In July, however, energy minister Tim Eggar held out the tentative prospect that support for renewables further from commercial viability could continue in the liberalised market. Consumers might be willing to pay a few extra pence a week on their bills to pay for the extra costs, he says. But where would this leave renewable technologies, like wind, that have achieved near convergence with the market price? A possible clue to current thinking lies in Eggar's claim that the government could still influence energy choices in the competitive market -- perhaps by a surcharge on consumers to encourage the use of, say, clean coal or nuclear. True, he did not mention wind in this context. Nor any other renewable for that matter, but the possibility is there.
On the other hand the government could argue that with NFFO it has already done all that is needed to achieve its target of 1500 MW of renewables by the year 2000. This may be so, but with 2000 only a few years away and given the general consensus that global warming is here now, the time is ripe for a new -- and decidedly more ambitious -- target.

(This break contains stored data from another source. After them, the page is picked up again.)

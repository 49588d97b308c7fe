//! # Sharded Protocol
//!
//! Purpose: Route single-key commands to the pool that owns the key and fan
//! multi-key fetches out across every shard that owns at least one key.
//!
//! ## Design Principles
//! 1. **Deterministic Routing**: A key always maps to the same shard for a given
//!    shard count. One shard skips hashing entirely.
//! 2. **Scoped Fan-Out**: One scoped thread per non-empty shard group, each with
//!    its own checked-out connection. Results land in per-shard slots and are
//!    merged only after every worker has joined.
//! 3. **All Or Nothing**: If any shard fails, the call fails with the error from
//!    the lowest-indexed failing shard and healthy results are dropped.
//! 4. **Taint On Suspicion**: A connection that produced a transport-class error
//!    (or an unsupported-command reply) is closed instead of pooled.

use std::collections::HashMap;
use std::panic;
use std::thread;

use tracing::{debug, trace};

use shardmc_common::{lookup, Item, McError, McResult};

use crate::pool::{Pool, PoolStats, Transport};
use crate::protocol::{Codec, Protocol};

/// 31-bit non-zero key hash.
///
/// The CRC32 of the key is reduced to its upper 15 bits with the low bit forced
/// on, so the result is never zero. Every hash is therefore odd: with an even
/// shard count only odd shard indices receive keys.
#[inline]
pub fn shard_hash(key: &[u8]) -> u32 {
    ((crc32fast::hash(key) >> 16) & 0x7fff) | 1
}

/// Shard owning `key` among `shard_count` shards.
#[inline]
pub fn shard_index(key: &[u8], shard_count: usize) -> usize {
    if shard_count <= 1 {
        return 0;
    }
    shard_hash(key) as usize % shard_count
}

/// One pool per server endpoint plus the active wire codec.
pub struct ShardedProtocol<T: Transport> {
    pools: Vec<Pool<T>>,
    protocol: Protocol,
}

impl<T: Transport> ShardedProtocol<T> {
    /// Builds a sharded protocol over `pools`, in server order.
    pub fn new(pools: Vec<Pool<T>>, protocol: Protocol) -> McResult<Self> {
        if pools.is_empty() {
            return Err(McError::InvalidConfig("at least one server is required".into()));
        }
        Ok(ShardedProtocol { pools, protocol })
    }

    pub fn protocol(&self) -> Protocol {
        self.protocol
    }

    pub fn shard_count(&self) -> usize {
        self.pools.len()
    }

    pub fn pools(&self) -> &[Pool<T>] {
        &self.pools
    }

    pub fn shard_for(&self, key: &str) -> usize {
        shard_index(key.as_bytes(), self.pools.len())
    }

    /// Runs the store-class, arithmetic or delete command `command` for `item`
    /// on the shard that owns its key.
    pub fn store(&self, command: &str, item: &mut Item) -> McResult<()> {
        let op = lookup(command).ok_or(McError::OperationNotSupported)?;
        let shard = self.shard_for(&item.key);
        let mut conn = self.pools[shard].acquire()?;
        let result = self.protocol.store(&mut conn, op, item);
        if let Err(err) = &result {
            if err.taints_connection() {
                debug!(shard, command, error = %err, "discarding connection");
                conn.taint();
            }
        }
        result
    }

    /// Fetches `keys` (already validated and de-duplicated) from their shards.
    pub fn fetch(&self, keys: &[&str], with_cas: bool) -> McResult<HashMap<String, Item>> {
        let mut groups: Vec<Vec<&str>> = vec![Vec::new(); self.pools.len()];
        for key in keys {
            groups[self.shard_for(key)].push(*key);
        }
        let groups: Vec<(usize, Vec<&str>)> = groups
            .into_iter()
            .enumerate()
            .filter(|(_, group)| !group.is_empty())
            .collect();

        match groups.as_slice() {
            [] => Ok(HashMap::new()),
            [(shard, group)] => self.fetch_shard(*shard, group, with_cas),
            _ => self.fan_out(&groups, with_cas),
        }
    }

    fn fan_out(
        &self,
        groups: &[(usize, Vec<&str>)],
        with_cas: bool,
    ) -> McResult<HashMap<String, Item>> {
        let slots: Vec<McResult<HashMap<String, Item>>> = thread::scope(|scope| {
            let workers: Vec<_> = groups
                .iter()
                .map(|(shard, group)| {
                    trace!(shard, keys = group.len(), "spawning shard fetch");
                    scope.spawn(move || self.fetch_shard(*shard, group, with_cas))
                })
                .collect();
            workers
                .into_iter()
                .map(|worker| worker.join().unwrap_or_else(|payload| panic::resume_unwind(payload)))
                .collect()
        });

        let mut items = HashMap::new();
        for slot in slots {
            items.extend(slot?);
        }
        Ok(items)
    }

    fn fetch_shard(
        &self,
        shard: usize,
        keys: &[&str],
        with_cas: bool,
    ) -> McResult<HashMap<String, Item>> {
        let mut conn = self.pools[shard].acquire()?;
        let result = self.protocol.fetch(&mut conn, keys, with_cas);
        if let Err(err) = &result {
            if err.taints_connection() {
                debug!(shard, error = %err, "discarding connection");
                conn.taint();
            }
        }
        result
    }

    /// Closes every shard pool.
    pub fn close(&self) {
        for pool in &self.pools {
            pool.close();
        }
    }

    pub fn stats(&self) -> Vec<PoolStats> {
        self.pools.iter().map(Pool::stats).collect()
    }
}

All such conjecture may well prove to be beside the point, though. With an election pending, the politicians shaping our energy policy this time next year could be of a completely different hue. If so, then the latest encouraging noises from John Battle, shadow energy spokesman, give the industry cause for optimism that renewables might continue to flourish under a change of government. Earlier this year Battle spoke of the need for a vision for green energy in the next century, and of a future for the NFFO programme under a Labour government. Labour aims to increase renewable energy's share of electricity generation to 10% by 2010 and 20% by 2025. The party's policy also holds that environmental protection cannot rely on the free market and that the environment needs to be placed at the heart of all areas of policy.
Fine words. But if a future Labour government wanted to introduce some kind of obligation to support renewables after 1998, it would have to jostle with a host of other pressing reforms in their packed programme of legislation. Would the issue get the priority it deserves?
But let us not forget that it is not only politicians who shape the market for renewables. Electricity regulators can also do their bit. Nowhere in the UK is this more apparent than in Northern Ireland where consumers are to have the chance to buy electricity from renewables (see page 20). Interestingly, the Northern Ireland electricity regulator sees it in his remit to promote renewables in line with government policy.
Come liberalisation, consumers in the rest of the British Isles will also get their turn to buy "green" electricity. How many will be prepared to pay the extra price as the economics of renewables stand at the moment, is another matter. Yet if renewable generators' received a fair deal over the value of their "embedded" electricity -- as most who have anything to do with the industry agree they should (see pages 32-35) -- then the playing field would begin to level out. Agreed, the issue is complicated. But perhaps it is time the British electricity regulator decided that it is part of his remit to either effect a solution or recommend one to those in power. This calls for some imaginative thinking.
Better still, if the government -- of whatever colour -- were really serious about reducing emissions, nuclear and fossil fuels would be made to bear the costs of their pollution. Then wind energy could positively bask in the free market climate without protection from NFFO or any replacement.